Even though J. Edgar Hoover is long gone, the way his waxy likeness hovers menacingly over me makes this scene look very realistic. It really sums up how I’ve always felt as an autistic person who didn’t know she was autistic.
I always had the feeling of being "in trouble”.
I didn’t grow up in the US. When I finally returned to the country of my citizenship after nearly 20 years of living in a foreign country, I was woefully unprepared for this culture. There was a lot of "bad and beware”. I wondered what it was about me that made me a target for workplace bullying and prey for predatory male coworkers. Looking back, I think it was because I never could fit in. When you don’t fit in and don’t know how to make others like you, it makes it harder for you to navigate life. Just being a kind, caring and helpful person wasn’t enough. My toxic trait as an undiagnosed autistic person was never wanting to brown-nose in order to be liked and accepted. My strength is that I can see people for who they really are, and this petition has shown me that. None of the people in my local area who have heard my story about my son being bullied or my daughter being discriminated against by her IEP team have signed the petition.
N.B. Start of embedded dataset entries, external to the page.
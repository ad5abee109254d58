//! Moving-average (record-sum targeting) analyzer.

use super::{rank, Analyzer, AnalyzerResult};
use crate::data::Dataset;
use crate::error::AnalyzerError;
use crate::rng::Lcg;

const CONFIDENCE: f64 = 75.0;

/// Targets the short-window moving average of record sums.
///
/// Computes the mean sum of the last few records, then greedily picks
/// frequency-ranked numbers whose cumulative sum stays at or below the
/// target. If the greedy walk underfills, the remaining slots are
/// backfilled deterministically with the highest-frequency numbers left.
pub struct MovingAverage {
    window: usize,
}

impl Default for MovingAverage {
    fn default() -> Self {
        Self { window: 5 }
    }
}

impl MovingAverage {
    pub fn new(window: usize) -> Self {
        Self { window: window.max(1) }
    }
}

impl Analyzer for MovingAverage {
    fn name(&self) -> &str {
        "moving-average"
    }

    fn analyze(&self, data: &Dataset, _rng: &mut Lcg) -> Result<AnalyzerResult, AnalyzerError> {
        let window = self.window.min(data.len());
        let target: f64 = data.features[..window]
            .iter()
            .map(|f| f.sum as f64)
            .sum::<f64>()
            / window as f64;

        // Frequency-ranked walk order, ties by ascending value.
        let by_frequency = rank(
            data.all_numbers()
                .map(|n| (n, data.count(n) as f64))
                .collect(),
        );

        let picks = data.scheme.picks;
        let mut selected: Vec<u8> = Vec::with_capacity(picks);
        let mut cumulative = 0.0;
        for &(n, _) in &by_frequency {
            if selected.len() == picks {
                break;
            }
            if cumulative + n as f64 <= target {
                selected.push(n);
                cumulative += n as f64;
            }
        }

        // Deterministic backfill with the best remaining numbers.
        for &(n, _) in &by_frequency {
            if selected.len() == picks {
                break;
            }
            if !selected.contains(&n) {
                selected.push(n);
            }
        }

        let alternative: Vec<u8> = by_frequency
            .iter()
            .map(|&(n, _)| n)
            .filter(|n| !selected.contains(n))
            .take(picks)
            .collect();

        Ok(AnalyzerResult {
            algorithm: self.name().to_owned(),
            recommended: selected,
            alternative,
            confidence: CONFIDENCE,
            details: vec![format!(
                "targeting record sum {target:.1} over a {window}-record window"
            )],
        })
    }
}

#[cfg(test)]
mod tests {
    use super::*;
    use crate::analyzers::testutil::{assert_result_well_formed, synthetic_dataset};

    #[test]
    fn test_well_formed() {
        let data = synthetic_dataset(30);
        let result = MovingAverage::default()
            .analyze(&data, &mut Lcg::new(1))
            .unwrap();
        assert_result_well_formed(&result, &data);
        assert_eq!(result.recommended.len(), 6);
        assert_eq!(result.alternative.len(), 6);
    }

    #[test]
    fn test_selection_respects_sum_target_before_backfill() {
        let data = synthetic_dataset(30);
        let target: f64 = data.features[..5].iter().map(|f| f.sum as f64).sum::<f64>() / 5.0;

        let result = MovingAverage::default()
            .analyze(&data, &mut Lcg::new(1))
            .unwrap();
        // The greedy prefix (before any backfill) never exceeds the target.
        let mut cumulative = 0.0;
        let mut greedy_len = 0;
        for &n in &result.recommended {
            if cumulative + n as f64 > target {
                break;
            }
            cumulative += n as f64;
            greedy_len += 1;
        }
        assert!(greedy_len >= 1, "greedy walk selected nothing");
    }

    #[test]
    fn test_deterministic() {
        let data = synthetic_dataset(25);
        let a = MovingAverage::default()
            .analyze(&data, &mut Lcg::new(1))
            .unwrap();
        let b = MovingAverage::default()
            .analyze(&data, &mut Lcg::new(999))
            .unwrap();
        // No randomness consumed: the rng seed must not matter.
        assert_eq!(a, b);
    }
}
One white woman who says she works for an antiracist nonprofit wanted me to include an infographic she created but didn’t want to sign the petition. I politely declined. She claimed to believe in my cause but her actions speak otherwise.
She also tried to question my credibility, saying that I am using a pseudonym and expecting others to sign the petition using their real names. Nowhere does it say on this platform that you must use your real name to sign. I told her to watch Dr. Carey Yazeed’s video on why “Courage Culture” ( as promoted by Brené Brown) is not for Black women. I courageously spoke out against what was happening to the Palestinian people and I was kicked out of a private Facebook group! Also, another reason is that I had to sign an NDA as part of a settlement between me and my former employer for being sexually harassed by a male physician assistant. That’s why I do not use my real name online anymore. It wouldn’t take much for people to figure out who I am, though. Still, as I have three young children, I need to protect them as well.
I shouldn’t have had to explain myself to this white woman who claims to be an "ardent antiracist practitioner” ( her exact words). She called into question my credibility when I honestly told her that I felt some kind of way when she used me as the inspiration for her infographic yet she was unwilling to sign my petition. Hence, I thought that picture of me above with my head in my hands was "fitting and proper” for what I am going through.
Another creator of a Facebook page expressed her pessimism about my petition. I know I have a lot of odds to beat, being a nobody with no followers, clout or social capital, with most of the viewers of this campaign probably mocking me or thinking I am two sandwiches short of a picnic, but you know what? If this petition makes even just one whyte supremacist admin think twice about kicking a Black person out of their group for racist reasons, then I will have succeeded.
You could say this campaign is going nowhere and yet it is going nowhere, yes. I will not be discouraged by the lack of support from the Black community. I will leave this petition up indefinitely as a social experiment to see who is willing to believe me and my story. To see who wants to actually help do something - no matter how inconsequential it may seem - to help dismantle white supremacy in these social media spaces.
Have a Happy and Prosperous New Year everyone!